Nervös trete ich auf den gordischen Knoten. Sehr gut. Ein gordischer Knoten. So wie dieses ganze zwei-Geschlechter-System, das kein Rätsel, sondern einfach ein neumodisches Konstrukt ist, das zerschlagen gehört. So ein gordischer Knoten ist bestimmt auch toll für Flipsy, den Matagot, den ich mitgebracht habe. Naja… technisch gesehen ist Flipsy vorgereist, da sie als „Forschungsprojekt“ mit den anderen „Forschungsprojekten“ gleichzeitig ankommen musste. Ob ich wohl auch ein „Forschungsobjekt“ bin, hier in Il-
„Thunderbird!“ ruft eine erwachsene Stimme. Ich schrecke hoch, weil ich offenbar schon wieder abgedriftet bin und erblicke einen Teenager auf einem Balkon, der halb gelangweilt, halb zufrieden klatscht. Wer das wohl ist? Neugierig stelle ich mich zu den anderen SchülerInnen, die schon ausgewählt wurden und beobachte jetzt erst, wie das tatsächlich abläuft. Der Ausruf des Namens (naja, oder das, was halt auf der Liste steht), das vortreten, auf den Knoten, das aufblitzen, Flügelschwingen… dann das leicht erleichterte Aufatmen und dann das beiseite treten zu uns andern.

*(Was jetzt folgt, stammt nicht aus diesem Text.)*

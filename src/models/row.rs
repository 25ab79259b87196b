use crate::core::date_value::DateValue;
use serde::{Deserialize, Serialize};

/// One grid record. Rows are loaded once and never mutated.
#[derive(Debug, Clone, PartialEq, Eq, Serialize, Deserialize)]
#[serde(rename_all = "camelCase")]
pub struct Row {
    pub id: u64,
    /// Stored representation, possibly with a trailing UTC marker
    pub event_timestamp: DateValue,
}

impl Row {
    pub fn new(id: u64, event_timestamp: impl Into<DateValue>) -> Self {
        Self {
            id,
            event_timestamp: event_timestamp.into(),
        }
    }
}
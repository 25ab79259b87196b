//! Three-way comparison of a filter boundary against a stored row timestamp.
//!
//! The boundary comes from the input widget and is wall-clock time without a
//! zone marker. Row timestamps may be serialized with a trailing `Z`. The
//! marker is stripped before parsing so that both values are read in the same
//! configured timezone ([`TimezonePolicy`]). Both sides are then reduced to
//! epoch milliseconds.
//!
//! Unparseable input on either side is an [`AppError::InvalidTimestamp`]; the
//! comparator never yields an "unordered" result.

use crate::core::date_value::DateValue;
use crate::core::timezone::TimezonePolicy;
use crate::errors::AppResult;
use std::cmp::Ordering;

#[derive(Debug, Clone, Copy, Default, PartialEq, Eq)]
pub struct TimestampComparator {
    timezone: TimezonePolicy,
}

impl TimestampComparator {
    pub fn new(timezone: TimezonePolicy) -> Self {
        Self { timezone }
    }

    pub fn timezone(&self) -> TimezonePolicy {
        self.timezone
    }

    /// Epoch milliseconds of a filter boundary.
    pub fn boundary_millis(&self, boundary: &DateValue) -> AppResult<i64> {
        Ok(boundary.to_moment()?.epoch_millis(&self.timezone))
    }

    /// Epoch milliseconds of a stored cell value, UTC marker stripped.
    pub fn cell_millis(&self, cell: &DateValue) -> AppResult<i64> {
        Ok(cell.to_stripped_moment()?.epoch_millis(&self.timezone))
    }

    /// `Less` (-1) when the cell is earlier than the boundary, `Greater` (1)
    /// when later, `Equal` (0) on the same millisecond.
    pub fn compare(&self, boundary: &DateValue, cell: &DateValue) -> AppResult<Ordering> {
        let filter_by = self.boundary_millis(boundary)?;
        let filter_me = self.cell_millis(cell)?;
        Ok(filter_me.cmp(&filter_by))
    }
}

/// Numeric form of an ordering as the grid filter engine expects it.
pub fn ordering_sign(ord: Ordering) -> i8 {
    ord as i8
}
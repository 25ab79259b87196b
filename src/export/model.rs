// src/export/model.rs

use crate::core::comparator::TimestampComparator;
use crate::models::row::Row;
use serde::Serialize;

/// Flat export record for one visible row.
#[derive(Serialize, Clone, Debug)]
#[serde(rename_all = "camelCase")]
pub struct RowExport {
    pub id: u64,
    /// Timestamp exactly as stored
    pub event_timestamp: String,
    /// Wall-clock reading in the configured timezone, empty when unparseable
    pub local_time: String,
    pub epoch_millis: Option<i64>,
}

impl RowExport {
    pub fn from_row(row: &Row, comparator: &TimestampComparator, display_format: &str) -> Self {
        let epoch_millis = comparator.cell_millis(&row.event_timestamp).ok();
        let local_time = epoch_millis
            .and_then(|ms| comparator.timezone().to_wall_clock(ms))
            .map(|dt| dt.format(display_format).to_string())
            .unwrap_or_default();

        Self {
            id: row.id,
            event_timestamp: row.event_timestamp.to_string(),
            local_time,
            epoch_millis,
        }
    }

    pub(crate) fn to_cells(&self) -> Vec<String> {
        vec![
            self.id.to_string(),
            self.event_timestamp.clone(),
            self.local_time.clone(),
        ]
    }
}

pub(crate) fn rows_to_export(
    rows: &[&Row],
    comparator: &TimestampComparator,
    display_format: &str,
) -> Vec<RowExport> {
    rows.iter()
        .map(|r| RowExport::from_row(r, comparator, display_format))
        .collect()
}
mod common;
use common::{fresh_config, temp_path, tsg, write_sample_json};
use predicates::str::contains;
use std::fs;

#[test]
fn test_export_json_filtered_view() {
    let cfg = fresh_config("export_json_filtered");
    let data = write_sample_json("export_json_filtered");
    let out = temp_path("export_json_filtered_out", "json");

    tsg()
        .args([
            "--config",
            &cfg,
            "export",
            "--format",
            "json",
            "--file",
            &out,
            "--data",
            &data,
            "--tz",
            "utc",
            "--from",
            "2021-03-01T00:00:00",
            "--to",
            "2021-03-02T00:00:00",
            "--sort",
            "asc",
        ])
        .assert()
        .success();

    let content = fs::read_to_string(&out).expect("read exported json");
    let exported: serde_json::Value = serde_json::from_str(&content).expect("valid json");
    let rows = exported.as_array().expect("array of rows");

    let ids: Vec<u64> = rows.iter().map(|r| r["id"].as_u64().unwrap()).collect();
    assert_eq!(ids, vec![2, 5, 1]);

    assert_eq!(rows[2]["eventTimestamp"], "2021-03-01T10:00:00Z");
    assert_eq!(rows[2]["localTime"], "2021-03-01 10:00:00");
    assert_eq!(rows[2]["epochMillis"], 1_614_592_800_000i64);
}

#[test]
fn test_export_csv_all_rows() {
    let cfg = fresh_config("export_csv_all");
    let data = write_sample_json("export_csv_all");
    let out = temp_path("export_csv_all_out", "csv");

    tsg()
        .args([
            "--config", &cfg, "export", "--format", "csv", "--file", &out, "--data", &data,
        ])
        .assert()
        .success();

    let content = fs::read_to_string(&out).expect("read exported csv");
    let mut lines = content.lines();
    assert_eq!(
        lines.next(),
        Some("id,eventTimestamp,localTime,epochMillis")
    );
    assert_eq!(lines.count(), 5);
}

#[test]
fn test_export_refuses_overwrite_without_confirmation() {
    let cfg = fresh_config("export_overwrite");
    let data = write_sample_json("export_overwrite");
    let out = temp_path("export_overwrite_out", "csv");
    fs::write(&out, "keep me").unwrap();

    tsg()
        .args([
            "--config", &cfg, "export", "--file", &out, "--data", &data,
        ])
        .write_stdin("n\n")
        .assert()
        .failure();

    assert_eq!(fs::read_to_string(&out).unwrap(), "keep me");

    tsg()
        .args([
            "--config", &cfg, "export", "--file", &out, "--data", &data, "--force",
        ])
        .assert()
        .success();

    assert!(fs::read_to_string(&out).unwrap().starts_with("id,"));
}

#[test]
fn test_export_overwrite_confirmed_or_unanswered() {
    let cfg = fresh_config("export_overwrite_answer");
    let data = write_sample_json("export_overwrite_answer");
    let out = temp_path("export_overwrite_answer_out", "csv");
    fs::write(&out, "keep me").unwrap();

    // Closed stdin is not a yes
    tsg()
        .args(["--config", &cfg, "export", "--file", &out, "--data", &data])
        .write_stdin("")
        .assert()
        .failure()
        .stderr(contains("use --force to overwrite"));
    assert_eq!(fs::read_to_string(&out).unwrap(), "keep me");

    tsg()
        .args(["--config", &cfg, "export", "--file", &out, "--data", &data])
        .write_stdin("yes\n")
        .assert()
        .success()
        .stderr(contains("Existing file will be replaced"));
    assert!(fs::read_to_string(&out).unwrap().starts_with("id,"));
}

#[test]
fn test_export_into_missing_directory_fails() {
    let cfg = fresh_config("export_missing_dir");
    let data = write_sample_json("export_missing_dir");
    let out = std::env::temp_dir()
        .join("tsgrid_no_such_dir")
        .join("out.csv")
        .to_string_lossy()
        .to_string();

    tsg()
        .args(["--config", &cfg, "export", "--file", &out, "--data", &data, "--force"])
        .assert()
        .failure()
        .stderr(contains("does not exist"));
}
//! Unified application error type.
//! All modules (core, grid, data, cli) return AppError to keep the error
//! handling consistent and easy to manage.

use std::io;
use thiserror::Error;

#[derive(Error, Debug)]
pub enum AppError {
    // ---------------------------
    // IO
    // ---------------------------
    #[error("I/O error: {0}")]
    Io(#[from] io::Error),

    // ---------------------------
    // Parsing errors
    // ---------------------------
    #[error("Invalid timestamp: {0}")]
    InvalidTimestamp(String),

    #[error("Invalid timezone: {0}")]
    InvalidTimezone(String),

    #[error("Invalid filter: {0}")]
    InvalidFilter(String),

    #[error("Invalid sort: {0}")]
    InvalidSort(String),

    // ---------------------------
    // Data errors
    // ---------------------------
    #[error("Data error: {0}")]
    Data(String),

    #[error("JSON error: {0}")]
    Json(#[from] serde_json::Error),

    #[error("CSV error: {0}")]
    Csv(#[from] csv::Error),

    // ---------------------------
    // Config errors
    // ---------------------------
    #[error("Configuration error: {0}")]
    Config(String),

    #[error("Configuration parse error: {0}")]
    Yaml(#[from] serde_yaml::Error),

    // ---------------------------
    // Export errors
    // ---------------------------
    #[error("Export error: {0}")]
    Export(String),
}

pub type AppResult<T> = Result<T, AppError>;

Viele waren es wirklich nicht, aber es kommen ja die letzten Tage und Wochen so viele aus der ganzen Welt hier nach Ilvermorny. Habe ich auch erleichtert gewirkt? Oder sah ich wegen meinem Gesicht vielleicht wütend aus? Oder gar überheblich? Ich hoffe nicht überheblich. In der magischen Tierwesenwelt kriegen diejenigen, die überheblich sind, ganz schnell auf die Schnauze und das brauche ich nun wirklich nicht. Erst mal will ich hier einfach nur untertauchen und sicherstellen, dass es meinen Lieblingen allen gut geht - immerhin sind sie noch nie so weit gereist ohne mich, da ich sie selbstverständlich entweder aufgepäppelt oder selbst groß gezogen habe. Bis auf Humphrey Bowie, der Bowtruckle, den Mom mir absurderweise tatsächlich gekauft hat. Warum sie ausgerechnet einen Bowtruckle GEKAUFT hat, ist mir bis heute ein Rätsel, aber Reyrey, wie ich ihn nenne, war der Start meiner mehr oder minder exotischen Tierfreundschaften. Reyrey habe ich als einziges persönlich in die USA „einführen“ dürfen, da wir für ihn einen Kaufvertrag besitzen. Liebevoll streichle ich ReyRey über sein verwegen hingelegtes Kopfblatt und stelle noch einmal sicher, dass das Halsband, das ich heute morgen mit dem Reducio Zauber auf seine Größe angepasst habe, noch immer richtig sitzt. Nocheinmal rufe ich mir den Spruch und die Zauberstabbewegung in den Kopf, mit der ich das Halsband wieder vergrößern kann. Die letzten Tage habe ich mir diese zwei Zauber wirklich eingebläut, da sie erst in diesem Jahr Schulstoff sind.
Liebevoll piekst ReyRey mir in den schon sehr vernarbten Daumen. Dann atme ich tief durch, lenke meine Aufmerksamkeit wieder auf meine Umgebung, nur um festzustellen, dass der Teenager vom Balkon verschwunden ist. Wer das wohl war?